Asynchronous, on the other hand, doesn’t involve locking. As a result, the order of results can get mixed up but usually gets done quicker.

### synchronously parallel computing

In [5]:
# Parallelizing with Pool.apply()
results = []
time_start = timer()
pool_1 = mp.Pool(mp.cpu_count())
results = [pool_1.apply(howmany_within_range, args=(row, 4, 8)) for row in data]
pool_1.close()
print(results[:10])

# time cost
time_end = timer()
print "Time cost without paralleling is", time_end - time_start, "seconds."

[4, 2, 1, 2, 3, 2, 2, 2, 2, 2]
Time cost without paralleling is 10.4073710442 seconds.


In [6]:
# Parallelizing with Pool.map()
time_start = timer()
pool_2 = mp.Pool(mp.cpu_count())
results = pool_2.map(howmany_within_range, [row for row in data])
pool_2.close()
print(results[:10])

# time cost
time_end = timer()
print "Time cost without paralleling is", time_end - time_start, "seconds."

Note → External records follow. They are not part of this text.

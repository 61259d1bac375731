//! Base64 / data-URI image payloads and JPEG encoding.

use crate::error::FaceError;
use base64::{engine::general_purpose::STANDARD as BASE64, Engine};
use image::codecs::jpeg::JpegEncoder;
use image::DynamicImage;

/// JPEG quality used for stored reference images.
pub const REFERENCE_JPEG_QUALITY: u8 = 95;

/// Decode a base64 image payload, optionally prefixed with a `scheme,` header
/// such as `data:image/jpeg;base64,`.
pub fn decode(encoded: &str) -> Result<DynamicImage, FaceError> {
    let payload = match encoded.split_once(',') {
        Some((_, rest)) => rest,
        None => encoded,
    };
    let payload: String = payload
        .chars()
        .filter(|c| !c.is_ascii_whitespace())
        .collect();
    if payload.is_empty() {
        return Err(FaceError::InvalidImage("empty image payload".into()));
    }

    let bytes = BASE64
        .decode(payload.as_bytes())
        .map_err(|e| FaceError::InvalidImage(format!("base64: {e}")))?;
    decode_bytes(&bytes)
}

/// Decode an encoded image container (JPEG, PNG, ...) already in memory.
pub fn decode_bytes(bytes: &[u8]) -> Result<DynamicImage, FaceError> {
    image::load_from_memory(bytes).map_err(|e| FaceError::InvalidImage(e.to_string()))
}

/// Encode as baseline JPEG. Alpha is dropped; JPEG has no alpha channel.
pub fn encode_jpeg(image: &DynamicImage, quality: u8) -> Result<Vec<u8>, FaceError> {
    let rgb = image.to_rgb8();
    let mut out = Vec::new();
    JpegEncoder::new_with_quality(&mut out, quality)
        .encode_image(&rgb)
        .map_err(|e| FaceError::InvalidImage(format!("jpeg encode: {e}")))?;
    Ok(out)
}

/// Wrap encoded image bytes as a `data:` URI.
pub fn to_data_uri(bytes: &[u8], mime: &str) -> String {
    format!("data:{mime};base64,{}", BASE64.encode(bytes))
}

#[cfg(test)]
mod tests {
    use super::*;
    use image::{ImageFormat, RgbImage};
    use std::io::Cursor;

    fn png_bytes(w: u32, h: u32) -> Vec<u8> {
        let img = RgbImage::from_fn(w, h, |x, y| image::Rgb([(x * 7) as u8, (y * 5) as u8, 90]));
        let mut out = Cursor::new(Vec::new());
        DynamicImage::ImageRgb8(img)
            .write_to(&mut out, ImageFormat::Png)
            .unwrap();
        out.into_inner()
    }

    #[test]
    fn test_decode_with_data_uri_prefix() {
        let uri = to_data_uri(&png_bytes(12, 9), "image/png");
        let img = decode(&uri).unwrap();
        assert_eq!((img.width(), img.height()), (12, 9));
    }

    #[test]
    fn test_decode_bare_base64() {
        let raw = BASE64.encode(png_bytes(4, 3));
        let img = decode(&raw).unwrap();
        assert_eq!((img.width(), img.height()), (4, 3));
    }

    #[test]
    fn test_decode_only_first_comma_is_header() {
        // Everything after the first comma is payload; a second comma is invalid base64.
        let raw = format!("data:image/png;base64,{},junk", BASE64.encode(png_bytes(2, 2)));
        assert!(matches!(decode(&raw), Err(FaceError::InvalidImage(_))));
    }

    #[test]
    fn test_decode_ignores_line_breaks() {
        let raw = BASE64.encode(png_bytes(8, 8));
        let wrapped: String = raw
            .as_bytes()
            .chunks(16)
            .map(|c| std::str::from_utf8(c).unwrap())
            .collect::<Vec<_>>()
            .join("\n");
        assert!(decode(&wrapped).is_ok());
    }

    #[test]
    fn test_decode_malformed_base64() {
        let err = decode("data:image/jpeg;base64,@@not-base64@@").unwrap_err();
        assert!(matches!(err, FaceError::InvalidImage(_)));
        assert!(err.to_string().contains("base64"));
    }

    #[test]
    fn test_decode_not_an_image() {
        let raw = BASE64.encode(b"hello, this is not an image");
        assert!(matches!(decode(&raw), Err(FaceError::InvalidImage(_))));
    }

    #[test]
    fn test_decode_empty_payload() {
        assert!(matches!(decode("data:image/png;base64,"), Err(FaceError::InvalidImage(_))));
        assert!(matches!(decode(""), Err(FaceError::InvalidImage(_))));
    }

    #[test]
    fn test_jpeg_reencode_keeps_dimensions() {
        for (w, h) in [(1, 1), (31, 17), (64, 48)] {
            let first = decode(&to_data_uri(&png_bytes(w, h), "image/png")).unwrap();
            let jpeg = encode_jpeg(&first, REFERENCE_JPEG_QUALITY).unwrap();
            let second = decode(&to_data_uri(&jpeg, "image/jpeg")).unwrap();
            assert_eq!((second.width(), second.height()), (w, h));
        }
    }

    #[test]
    fn test_encode_jpeg_drops_alpha() {
        let rgba = DynamicImage::ImageRgba8(image::RgbaImage::new(5, 5));
        let jpeg = encode_jpeg(&rgba, 90).unwrap();
        let back = decode_bytes(&jpeg).unwrap();
        assert_eq!((back.width(), back.height()), (5, 5));
    }
}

[4, 2, 1, 2, 3, 2, 2, 2, 2, 2]
Time cost without paralleling is 0.22460103035 seconds.


### asynchronously parallel computing
The asynchronous equivalents `apply_async()`, `map_async()` and `starmap_async()` lets you do execute the processes in parallel asynchronously, that is the next process can start as soon as previous one gets over without regard for the starting order. As a result, there is no guarantee that the result will be in the same order as the input.

In [7]:
results = []

# Step 1: Redefine, to accept `i`, the iteration number
def howmany_within_range2(i, row, minimum, maximum):
    """Returns how many numbers lie within `maximum` and `minimum` in a given `row`"""
    count = 0
    for n in row:
        if minimum <= n <= maximum:
            count = count + 1
    return (i, count)

# Step 2: Define callback function to collect the output in `results`
def collect_result(result):
    global results
    results.append(result)

# Step 3: Use loop to parallelize
time_start = timer()
pool_3 = mp.Pool(mp.cpu_count())
for i, row in enumerate(data):
    pool_3.apply_async(howmany_within_range2, args=(i, row, 4, 8), callback=collect_result)

# Step 4: Close Pool and let all the processes complete    
pool_3.close()
pool_3.join()  # postpones the execution of next line of code until all processes in the queue are done.

# Step 5: Sort results [OPTIONAL]
results.sort(key=lambda x: x[0])
results_final = [r for i, r in results]
print(results_final[:10])

# time cost
time_end = timer()
print "Time cost without paralleling is", time_end - time_start, "seconds."

[4, 2, 1, 2, 3, 2, 2, 2, 2, 2]
Time cost without paralleling is 7.66351318359 seconds.